» INSTRUCTIONS TO FOLLOW: Return each line of the data below that contains the string "args".

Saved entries
-------------------------

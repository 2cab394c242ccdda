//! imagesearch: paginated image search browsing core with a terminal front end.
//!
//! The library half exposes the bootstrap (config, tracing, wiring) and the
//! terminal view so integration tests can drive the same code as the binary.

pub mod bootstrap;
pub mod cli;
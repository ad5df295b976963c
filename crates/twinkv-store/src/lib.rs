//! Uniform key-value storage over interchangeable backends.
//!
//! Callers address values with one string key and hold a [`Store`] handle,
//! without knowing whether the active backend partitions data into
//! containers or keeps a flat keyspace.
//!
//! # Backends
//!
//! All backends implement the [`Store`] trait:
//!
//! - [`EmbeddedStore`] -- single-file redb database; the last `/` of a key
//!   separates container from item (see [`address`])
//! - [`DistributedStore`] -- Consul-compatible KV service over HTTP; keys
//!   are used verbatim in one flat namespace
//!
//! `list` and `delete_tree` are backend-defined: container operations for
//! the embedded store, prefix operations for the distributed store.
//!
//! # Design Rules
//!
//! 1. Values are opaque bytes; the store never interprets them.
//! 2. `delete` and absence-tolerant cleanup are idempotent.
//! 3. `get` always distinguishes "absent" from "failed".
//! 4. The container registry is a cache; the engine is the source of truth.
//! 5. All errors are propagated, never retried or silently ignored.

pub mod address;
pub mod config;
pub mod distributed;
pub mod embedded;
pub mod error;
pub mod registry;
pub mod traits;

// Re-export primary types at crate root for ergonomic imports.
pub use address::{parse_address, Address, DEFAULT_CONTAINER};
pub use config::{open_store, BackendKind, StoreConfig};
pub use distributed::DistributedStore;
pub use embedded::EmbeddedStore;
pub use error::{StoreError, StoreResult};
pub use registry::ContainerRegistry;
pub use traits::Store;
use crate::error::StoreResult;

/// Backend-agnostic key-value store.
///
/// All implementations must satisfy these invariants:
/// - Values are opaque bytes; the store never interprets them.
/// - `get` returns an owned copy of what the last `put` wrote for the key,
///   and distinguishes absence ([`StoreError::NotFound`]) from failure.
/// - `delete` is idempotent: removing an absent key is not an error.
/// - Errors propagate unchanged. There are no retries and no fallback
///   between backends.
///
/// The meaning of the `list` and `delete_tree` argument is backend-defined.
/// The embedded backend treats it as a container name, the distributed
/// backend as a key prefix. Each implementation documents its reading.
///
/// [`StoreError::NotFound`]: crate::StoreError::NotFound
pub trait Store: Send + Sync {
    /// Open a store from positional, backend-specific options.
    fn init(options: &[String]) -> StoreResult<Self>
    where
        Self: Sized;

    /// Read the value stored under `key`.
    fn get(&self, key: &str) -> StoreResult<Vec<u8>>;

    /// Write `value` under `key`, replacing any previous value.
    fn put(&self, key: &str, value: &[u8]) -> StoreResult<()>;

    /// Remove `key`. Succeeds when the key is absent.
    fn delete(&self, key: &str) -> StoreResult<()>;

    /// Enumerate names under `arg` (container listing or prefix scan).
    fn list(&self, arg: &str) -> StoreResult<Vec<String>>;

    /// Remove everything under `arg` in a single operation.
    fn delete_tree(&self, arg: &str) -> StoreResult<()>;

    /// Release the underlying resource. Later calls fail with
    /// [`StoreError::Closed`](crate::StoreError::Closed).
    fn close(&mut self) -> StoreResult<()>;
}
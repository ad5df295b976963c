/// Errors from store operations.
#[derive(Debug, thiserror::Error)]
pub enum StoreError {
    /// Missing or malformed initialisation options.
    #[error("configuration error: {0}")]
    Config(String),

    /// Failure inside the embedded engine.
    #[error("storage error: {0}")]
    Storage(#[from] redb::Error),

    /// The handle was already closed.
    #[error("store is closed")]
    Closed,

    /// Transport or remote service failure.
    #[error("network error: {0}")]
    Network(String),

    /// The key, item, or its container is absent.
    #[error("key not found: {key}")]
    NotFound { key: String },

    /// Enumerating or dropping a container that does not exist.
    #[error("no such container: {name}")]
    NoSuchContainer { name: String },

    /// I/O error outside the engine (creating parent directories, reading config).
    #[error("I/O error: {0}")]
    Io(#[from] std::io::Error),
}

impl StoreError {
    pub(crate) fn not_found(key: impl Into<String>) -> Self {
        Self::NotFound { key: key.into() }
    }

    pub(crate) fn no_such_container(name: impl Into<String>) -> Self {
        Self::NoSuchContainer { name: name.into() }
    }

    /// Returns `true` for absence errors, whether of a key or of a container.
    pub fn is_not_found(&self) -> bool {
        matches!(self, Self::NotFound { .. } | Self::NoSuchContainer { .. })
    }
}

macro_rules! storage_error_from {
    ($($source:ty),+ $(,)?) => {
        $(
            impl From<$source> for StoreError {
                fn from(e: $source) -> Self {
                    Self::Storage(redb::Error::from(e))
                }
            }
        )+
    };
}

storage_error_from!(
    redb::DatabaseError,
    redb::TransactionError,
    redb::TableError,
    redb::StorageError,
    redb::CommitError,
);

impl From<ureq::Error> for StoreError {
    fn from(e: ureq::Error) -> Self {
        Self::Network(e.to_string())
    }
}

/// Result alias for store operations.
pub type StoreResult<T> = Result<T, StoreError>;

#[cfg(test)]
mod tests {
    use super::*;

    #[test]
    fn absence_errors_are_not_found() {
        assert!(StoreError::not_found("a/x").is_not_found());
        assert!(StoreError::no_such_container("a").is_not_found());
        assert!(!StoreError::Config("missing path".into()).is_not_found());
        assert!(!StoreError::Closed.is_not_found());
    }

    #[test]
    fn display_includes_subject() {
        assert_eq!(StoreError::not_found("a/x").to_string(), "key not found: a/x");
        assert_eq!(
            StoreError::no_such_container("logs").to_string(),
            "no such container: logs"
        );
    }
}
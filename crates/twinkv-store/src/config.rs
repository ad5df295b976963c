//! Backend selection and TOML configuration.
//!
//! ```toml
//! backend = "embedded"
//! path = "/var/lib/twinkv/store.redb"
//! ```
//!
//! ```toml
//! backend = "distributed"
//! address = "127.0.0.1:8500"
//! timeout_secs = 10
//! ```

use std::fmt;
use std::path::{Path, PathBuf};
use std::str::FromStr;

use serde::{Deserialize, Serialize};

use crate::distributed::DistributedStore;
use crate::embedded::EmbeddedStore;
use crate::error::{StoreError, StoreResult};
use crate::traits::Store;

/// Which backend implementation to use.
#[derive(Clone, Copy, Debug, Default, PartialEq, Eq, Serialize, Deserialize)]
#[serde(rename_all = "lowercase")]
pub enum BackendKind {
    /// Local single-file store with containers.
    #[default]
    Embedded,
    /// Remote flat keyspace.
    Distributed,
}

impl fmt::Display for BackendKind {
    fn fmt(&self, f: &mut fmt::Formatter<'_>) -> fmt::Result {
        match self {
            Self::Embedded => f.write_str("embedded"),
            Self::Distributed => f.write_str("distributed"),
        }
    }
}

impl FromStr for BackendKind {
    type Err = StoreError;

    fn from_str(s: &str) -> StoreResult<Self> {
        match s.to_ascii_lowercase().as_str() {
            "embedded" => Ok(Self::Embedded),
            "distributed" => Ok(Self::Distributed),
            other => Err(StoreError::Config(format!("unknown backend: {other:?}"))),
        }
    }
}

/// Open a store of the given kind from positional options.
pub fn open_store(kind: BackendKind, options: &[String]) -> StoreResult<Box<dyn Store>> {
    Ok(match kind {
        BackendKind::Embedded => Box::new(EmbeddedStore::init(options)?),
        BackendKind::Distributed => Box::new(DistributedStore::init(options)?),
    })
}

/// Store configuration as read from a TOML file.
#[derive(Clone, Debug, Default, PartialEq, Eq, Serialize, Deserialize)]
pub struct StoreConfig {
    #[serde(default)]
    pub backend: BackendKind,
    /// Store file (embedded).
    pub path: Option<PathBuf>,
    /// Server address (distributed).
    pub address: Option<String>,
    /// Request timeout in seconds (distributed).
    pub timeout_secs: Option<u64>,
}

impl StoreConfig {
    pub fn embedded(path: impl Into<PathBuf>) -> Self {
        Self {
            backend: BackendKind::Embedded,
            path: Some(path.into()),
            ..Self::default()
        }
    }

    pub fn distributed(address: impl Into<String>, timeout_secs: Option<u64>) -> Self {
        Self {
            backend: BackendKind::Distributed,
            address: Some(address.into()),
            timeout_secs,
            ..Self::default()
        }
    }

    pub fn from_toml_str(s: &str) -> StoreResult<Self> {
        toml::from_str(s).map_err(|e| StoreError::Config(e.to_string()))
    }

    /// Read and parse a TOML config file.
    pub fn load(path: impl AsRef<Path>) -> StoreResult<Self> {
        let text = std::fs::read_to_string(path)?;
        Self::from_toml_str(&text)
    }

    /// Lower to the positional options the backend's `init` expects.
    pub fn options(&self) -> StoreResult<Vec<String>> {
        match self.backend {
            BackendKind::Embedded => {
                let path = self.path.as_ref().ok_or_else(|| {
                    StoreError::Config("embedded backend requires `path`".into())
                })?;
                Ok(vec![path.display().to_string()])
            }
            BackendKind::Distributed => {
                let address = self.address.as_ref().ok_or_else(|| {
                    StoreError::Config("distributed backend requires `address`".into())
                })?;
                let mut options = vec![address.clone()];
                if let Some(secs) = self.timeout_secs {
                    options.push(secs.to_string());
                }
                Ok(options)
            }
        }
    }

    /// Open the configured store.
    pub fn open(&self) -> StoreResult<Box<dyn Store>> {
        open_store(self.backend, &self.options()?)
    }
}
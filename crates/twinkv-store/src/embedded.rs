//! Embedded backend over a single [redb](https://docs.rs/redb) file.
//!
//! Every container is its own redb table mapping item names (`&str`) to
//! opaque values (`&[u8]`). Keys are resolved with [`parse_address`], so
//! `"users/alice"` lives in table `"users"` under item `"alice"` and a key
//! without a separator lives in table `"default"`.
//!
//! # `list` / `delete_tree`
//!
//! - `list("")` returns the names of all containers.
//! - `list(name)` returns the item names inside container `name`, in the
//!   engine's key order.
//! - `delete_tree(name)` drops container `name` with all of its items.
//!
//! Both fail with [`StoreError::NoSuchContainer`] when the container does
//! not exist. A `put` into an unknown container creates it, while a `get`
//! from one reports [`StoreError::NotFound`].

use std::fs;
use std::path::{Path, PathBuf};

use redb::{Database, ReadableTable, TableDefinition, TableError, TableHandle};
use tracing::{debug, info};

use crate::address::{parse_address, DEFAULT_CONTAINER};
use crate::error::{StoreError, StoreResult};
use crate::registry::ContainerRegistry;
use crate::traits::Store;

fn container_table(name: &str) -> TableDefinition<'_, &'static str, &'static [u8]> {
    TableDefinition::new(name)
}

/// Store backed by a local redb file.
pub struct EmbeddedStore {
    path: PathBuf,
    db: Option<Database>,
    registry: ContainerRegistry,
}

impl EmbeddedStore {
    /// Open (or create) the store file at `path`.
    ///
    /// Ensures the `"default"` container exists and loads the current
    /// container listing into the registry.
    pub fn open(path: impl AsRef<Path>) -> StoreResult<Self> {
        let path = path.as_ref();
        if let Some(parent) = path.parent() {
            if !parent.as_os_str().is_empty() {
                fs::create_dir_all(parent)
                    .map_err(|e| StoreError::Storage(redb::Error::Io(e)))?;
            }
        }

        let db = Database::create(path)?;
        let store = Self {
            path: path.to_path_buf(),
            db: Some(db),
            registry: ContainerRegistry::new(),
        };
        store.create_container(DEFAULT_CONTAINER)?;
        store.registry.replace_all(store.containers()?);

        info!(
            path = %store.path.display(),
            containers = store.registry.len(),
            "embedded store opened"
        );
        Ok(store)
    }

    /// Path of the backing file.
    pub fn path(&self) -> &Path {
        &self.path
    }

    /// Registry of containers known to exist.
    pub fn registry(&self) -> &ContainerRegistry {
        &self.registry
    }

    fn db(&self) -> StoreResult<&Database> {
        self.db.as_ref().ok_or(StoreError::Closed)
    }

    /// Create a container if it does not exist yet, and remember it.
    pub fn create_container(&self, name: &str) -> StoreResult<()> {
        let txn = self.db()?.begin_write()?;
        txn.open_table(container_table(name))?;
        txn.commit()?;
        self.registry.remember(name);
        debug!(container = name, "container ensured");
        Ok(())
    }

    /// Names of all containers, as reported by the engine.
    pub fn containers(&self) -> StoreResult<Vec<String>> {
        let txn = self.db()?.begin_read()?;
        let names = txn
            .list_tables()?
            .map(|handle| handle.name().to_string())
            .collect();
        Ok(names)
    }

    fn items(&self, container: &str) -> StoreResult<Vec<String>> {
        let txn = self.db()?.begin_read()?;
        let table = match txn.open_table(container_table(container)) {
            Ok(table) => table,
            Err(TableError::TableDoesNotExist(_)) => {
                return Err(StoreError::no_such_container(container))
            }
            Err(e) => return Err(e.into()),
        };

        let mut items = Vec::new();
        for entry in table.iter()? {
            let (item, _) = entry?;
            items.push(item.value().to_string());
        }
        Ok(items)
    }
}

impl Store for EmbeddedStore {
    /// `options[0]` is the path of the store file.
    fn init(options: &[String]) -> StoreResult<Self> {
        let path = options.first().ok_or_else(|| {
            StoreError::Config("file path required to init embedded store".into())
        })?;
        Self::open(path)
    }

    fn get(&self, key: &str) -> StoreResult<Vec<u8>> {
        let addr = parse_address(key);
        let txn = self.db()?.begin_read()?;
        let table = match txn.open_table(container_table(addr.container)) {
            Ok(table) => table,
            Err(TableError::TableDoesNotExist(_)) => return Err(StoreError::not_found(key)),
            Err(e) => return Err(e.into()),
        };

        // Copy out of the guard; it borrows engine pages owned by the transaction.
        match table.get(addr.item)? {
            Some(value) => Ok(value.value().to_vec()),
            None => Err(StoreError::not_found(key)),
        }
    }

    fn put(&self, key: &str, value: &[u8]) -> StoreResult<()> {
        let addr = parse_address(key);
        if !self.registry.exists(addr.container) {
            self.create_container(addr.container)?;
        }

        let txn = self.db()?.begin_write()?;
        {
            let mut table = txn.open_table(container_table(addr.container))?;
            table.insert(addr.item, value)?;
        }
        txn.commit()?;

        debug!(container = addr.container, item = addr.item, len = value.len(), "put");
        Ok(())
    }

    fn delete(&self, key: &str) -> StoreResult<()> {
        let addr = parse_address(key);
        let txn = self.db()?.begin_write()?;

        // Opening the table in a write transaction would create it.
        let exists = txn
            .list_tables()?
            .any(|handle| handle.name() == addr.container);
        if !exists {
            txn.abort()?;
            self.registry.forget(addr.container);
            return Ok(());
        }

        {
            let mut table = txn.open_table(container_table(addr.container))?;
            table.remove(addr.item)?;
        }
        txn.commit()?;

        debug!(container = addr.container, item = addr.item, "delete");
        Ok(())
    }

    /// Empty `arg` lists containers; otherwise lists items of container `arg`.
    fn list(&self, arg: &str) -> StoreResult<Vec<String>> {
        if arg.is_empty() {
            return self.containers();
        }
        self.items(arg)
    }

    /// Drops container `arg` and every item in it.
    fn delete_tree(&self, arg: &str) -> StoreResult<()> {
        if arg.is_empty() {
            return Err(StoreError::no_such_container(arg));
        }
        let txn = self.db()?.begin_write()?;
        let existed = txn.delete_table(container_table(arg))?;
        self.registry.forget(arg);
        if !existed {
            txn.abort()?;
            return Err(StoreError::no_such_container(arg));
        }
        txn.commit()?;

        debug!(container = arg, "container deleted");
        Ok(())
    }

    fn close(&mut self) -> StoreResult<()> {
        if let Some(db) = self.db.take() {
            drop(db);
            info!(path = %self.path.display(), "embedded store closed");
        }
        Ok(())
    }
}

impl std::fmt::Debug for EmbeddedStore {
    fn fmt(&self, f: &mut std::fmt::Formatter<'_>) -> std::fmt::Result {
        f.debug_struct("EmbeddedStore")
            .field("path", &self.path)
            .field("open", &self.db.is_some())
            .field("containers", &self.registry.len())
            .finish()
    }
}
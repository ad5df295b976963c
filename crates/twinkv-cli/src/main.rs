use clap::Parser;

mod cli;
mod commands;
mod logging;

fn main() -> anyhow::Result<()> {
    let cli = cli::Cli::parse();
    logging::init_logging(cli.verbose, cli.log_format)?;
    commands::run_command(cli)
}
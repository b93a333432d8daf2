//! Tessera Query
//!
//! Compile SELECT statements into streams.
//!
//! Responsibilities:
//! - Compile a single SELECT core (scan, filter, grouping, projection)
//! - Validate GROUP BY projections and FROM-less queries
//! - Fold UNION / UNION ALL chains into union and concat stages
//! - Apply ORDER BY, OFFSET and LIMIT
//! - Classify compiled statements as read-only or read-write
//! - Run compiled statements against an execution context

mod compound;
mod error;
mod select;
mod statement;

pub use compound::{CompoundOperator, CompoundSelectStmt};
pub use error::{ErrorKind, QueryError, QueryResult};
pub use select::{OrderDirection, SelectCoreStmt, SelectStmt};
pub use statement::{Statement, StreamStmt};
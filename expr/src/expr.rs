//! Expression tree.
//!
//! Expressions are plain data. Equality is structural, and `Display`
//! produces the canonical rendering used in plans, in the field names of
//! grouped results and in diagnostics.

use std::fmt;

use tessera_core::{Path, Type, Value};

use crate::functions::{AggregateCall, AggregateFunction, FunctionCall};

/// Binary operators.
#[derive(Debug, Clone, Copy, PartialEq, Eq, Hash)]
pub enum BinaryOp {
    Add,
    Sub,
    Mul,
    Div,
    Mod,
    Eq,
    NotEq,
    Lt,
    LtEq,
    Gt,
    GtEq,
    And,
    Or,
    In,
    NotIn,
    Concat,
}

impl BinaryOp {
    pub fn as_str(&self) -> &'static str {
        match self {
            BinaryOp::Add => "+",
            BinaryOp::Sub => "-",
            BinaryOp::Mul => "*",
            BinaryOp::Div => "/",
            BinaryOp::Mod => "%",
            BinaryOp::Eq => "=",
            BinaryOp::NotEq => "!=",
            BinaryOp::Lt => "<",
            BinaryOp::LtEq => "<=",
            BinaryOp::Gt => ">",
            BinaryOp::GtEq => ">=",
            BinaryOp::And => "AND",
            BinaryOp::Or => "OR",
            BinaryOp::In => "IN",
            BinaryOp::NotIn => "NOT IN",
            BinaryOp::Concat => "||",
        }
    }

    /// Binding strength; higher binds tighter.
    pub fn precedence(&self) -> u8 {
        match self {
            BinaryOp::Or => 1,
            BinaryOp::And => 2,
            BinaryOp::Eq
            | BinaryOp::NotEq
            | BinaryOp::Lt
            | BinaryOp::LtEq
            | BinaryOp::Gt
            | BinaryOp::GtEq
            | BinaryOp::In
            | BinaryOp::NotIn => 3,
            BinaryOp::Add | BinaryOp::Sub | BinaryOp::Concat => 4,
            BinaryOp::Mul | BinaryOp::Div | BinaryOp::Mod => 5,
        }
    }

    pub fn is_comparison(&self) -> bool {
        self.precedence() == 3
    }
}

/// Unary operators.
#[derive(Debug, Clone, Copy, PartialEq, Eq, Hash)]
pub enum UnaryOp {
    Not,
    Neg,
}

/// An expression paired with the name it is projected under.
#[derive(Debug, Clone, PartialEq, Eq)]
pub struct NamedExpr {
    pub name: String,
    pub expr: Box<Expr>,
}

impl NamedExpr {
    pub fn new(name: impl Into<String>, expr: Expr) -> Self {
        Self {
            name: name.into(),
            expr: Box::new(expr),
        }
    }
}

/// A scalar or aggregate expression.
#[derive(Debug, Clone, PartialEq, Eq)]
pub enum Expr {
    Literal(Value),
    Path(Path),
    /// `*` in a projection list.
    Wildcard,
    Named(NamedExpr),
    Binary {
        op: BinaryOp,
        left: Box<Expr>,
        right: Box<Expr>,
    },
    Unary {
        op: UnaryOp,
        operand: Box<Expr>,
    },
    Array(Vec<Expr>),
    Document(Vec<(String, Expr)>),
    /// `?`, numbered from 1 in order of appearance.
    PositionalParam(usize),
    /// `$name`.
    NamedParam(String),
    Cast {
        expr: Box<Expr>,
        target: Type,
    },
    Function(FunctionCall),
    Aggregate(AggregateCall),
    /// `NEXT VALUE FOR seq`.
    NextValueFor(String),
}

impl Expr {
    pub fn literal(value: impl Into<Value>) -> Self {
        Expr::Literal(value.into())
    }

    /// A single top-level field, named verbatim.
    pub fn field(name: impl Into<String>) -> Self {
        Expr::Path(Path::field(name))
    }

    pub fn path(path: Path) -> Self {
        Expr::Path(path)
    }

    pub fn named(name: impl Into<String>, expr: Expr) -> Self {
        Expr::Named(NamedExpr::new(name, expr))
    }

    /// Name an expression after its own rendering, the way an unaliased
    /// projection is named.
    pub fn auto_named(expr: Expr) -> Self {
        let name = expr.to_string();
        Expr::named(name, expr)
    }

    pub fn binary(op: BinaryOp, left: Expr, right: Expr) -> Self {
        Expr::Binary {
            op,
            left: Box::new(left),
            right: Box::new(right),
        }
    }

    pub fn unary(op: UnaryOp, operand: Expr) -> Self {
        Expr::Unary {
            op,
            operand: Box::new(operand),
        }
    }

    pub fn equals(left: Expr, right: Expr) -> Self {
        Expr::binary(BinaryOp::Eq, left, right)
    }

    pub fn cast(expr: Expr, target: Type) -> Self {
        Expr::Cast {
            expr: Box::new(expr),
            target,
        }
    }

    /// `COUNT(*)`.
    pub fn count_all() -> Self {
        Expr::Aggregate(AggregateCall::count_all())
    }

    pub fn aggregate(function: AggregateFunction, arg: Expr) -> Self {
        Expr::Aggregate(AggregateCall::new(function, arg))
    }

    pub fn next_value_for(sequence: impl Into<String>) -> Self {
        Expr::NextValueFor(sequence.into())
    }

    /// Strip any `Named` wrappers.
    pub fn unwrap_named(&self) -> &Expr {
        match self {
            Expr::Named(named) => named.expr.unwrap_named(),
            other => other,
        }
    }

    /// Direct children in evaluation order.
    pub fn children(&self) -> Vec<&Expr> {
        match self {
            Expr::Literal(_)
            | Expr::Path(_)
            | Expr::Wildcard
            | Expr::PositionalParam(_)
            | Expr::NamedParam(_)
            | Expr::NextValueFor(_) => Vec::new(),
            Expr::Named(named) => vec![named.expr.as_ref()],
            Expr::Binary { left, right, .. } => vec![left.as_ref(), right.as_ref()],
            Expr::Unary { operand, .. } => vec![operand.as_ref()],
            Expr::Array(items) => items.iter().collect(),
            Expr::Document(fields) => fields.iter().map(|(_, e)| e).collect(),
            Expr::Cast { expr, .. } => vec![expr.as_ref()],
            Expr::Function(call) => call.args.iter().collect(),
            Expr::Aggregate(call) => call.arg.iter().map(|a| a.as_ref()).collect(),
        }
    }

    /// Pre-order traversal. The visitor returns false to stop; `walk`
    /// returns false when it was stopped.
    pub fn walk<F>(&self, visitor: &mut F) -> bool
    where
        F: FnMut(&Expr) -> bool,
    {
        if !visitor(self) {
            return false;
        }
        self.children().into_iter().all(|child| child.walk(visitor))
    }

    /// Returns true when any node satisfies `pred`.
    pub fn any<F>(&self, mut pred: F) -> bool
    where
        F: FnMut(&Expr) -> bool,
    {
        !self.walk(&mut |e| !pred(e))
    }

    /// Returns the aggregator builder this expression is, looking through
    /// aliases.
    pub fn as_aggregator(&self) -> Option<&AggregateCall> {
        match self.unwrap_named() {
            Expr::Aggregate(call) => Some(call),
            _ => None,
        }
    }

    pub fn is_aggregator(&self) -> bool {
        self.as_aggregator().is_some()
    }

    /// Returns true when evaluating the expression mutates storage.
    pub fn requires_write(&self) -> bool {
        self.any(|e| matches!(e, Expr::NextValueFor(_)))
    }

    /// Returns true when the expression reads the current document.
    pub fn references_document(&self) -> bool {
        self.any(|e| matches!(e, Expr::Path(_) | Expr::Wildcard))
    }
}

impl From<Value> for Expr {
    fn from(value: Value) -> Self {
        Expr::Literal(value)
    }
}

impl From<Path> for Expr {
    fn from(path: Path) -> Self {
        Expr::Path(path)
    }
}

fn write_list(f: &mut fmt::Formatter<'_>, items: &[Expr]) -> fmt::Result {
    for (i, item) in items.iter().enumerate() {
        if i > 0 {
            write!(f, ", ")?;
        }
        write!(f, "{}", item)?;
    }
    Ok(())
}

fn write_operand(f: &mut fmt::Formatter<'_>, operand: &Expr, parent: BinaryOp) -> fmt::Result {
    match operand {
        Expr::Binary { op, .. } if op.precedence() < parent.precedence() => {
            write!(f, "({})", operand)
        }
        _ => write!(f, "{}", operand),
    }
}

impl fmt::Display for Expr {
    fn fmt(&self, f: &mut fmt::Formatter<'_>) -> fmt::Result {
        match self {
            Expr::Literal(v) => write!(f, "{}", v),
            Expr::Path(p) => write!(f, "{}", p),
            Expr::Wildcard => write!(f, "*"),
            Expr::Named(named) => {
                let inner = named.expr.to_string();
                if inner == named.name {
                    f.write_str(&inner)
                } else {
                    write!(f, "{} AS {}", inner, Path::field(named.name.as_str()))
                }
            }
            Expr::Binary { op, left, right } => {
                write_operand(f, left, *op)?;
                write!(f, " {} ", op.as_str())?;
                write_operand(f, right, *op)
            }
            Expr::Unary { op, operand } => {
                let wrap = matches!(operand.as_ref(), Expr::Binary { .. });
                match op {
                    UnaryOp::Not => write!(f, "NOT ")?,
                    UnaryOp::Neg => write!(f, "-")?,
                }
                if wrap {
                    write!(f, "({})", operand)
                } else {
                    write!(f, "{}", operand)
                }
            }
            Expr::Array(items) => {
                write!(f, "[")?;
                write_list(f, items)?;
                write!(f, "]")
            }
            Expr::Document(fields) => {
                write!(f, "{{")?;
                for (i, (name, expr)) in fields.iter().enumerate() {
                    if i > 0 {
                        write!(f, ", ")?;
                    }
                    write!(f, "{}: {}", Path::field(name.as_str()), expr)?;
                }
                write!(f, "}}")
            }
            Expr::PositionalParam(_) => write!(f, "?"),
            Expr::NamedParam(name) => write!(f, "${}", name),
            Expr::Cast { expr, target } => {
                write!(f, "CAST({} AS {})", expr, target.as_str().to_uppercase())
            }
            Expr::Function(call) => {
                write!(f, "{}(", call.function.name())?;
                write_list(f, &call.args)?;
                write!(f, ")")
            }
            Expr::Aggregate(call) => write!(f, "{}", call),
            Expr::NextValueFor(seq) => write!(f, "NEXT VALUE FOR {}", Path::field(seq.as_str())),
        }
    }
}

-------------------------

» TASK RESULT:
            Expr::Function(call) => call.args.iter().collect(),
                write_list(f, &call.args)?;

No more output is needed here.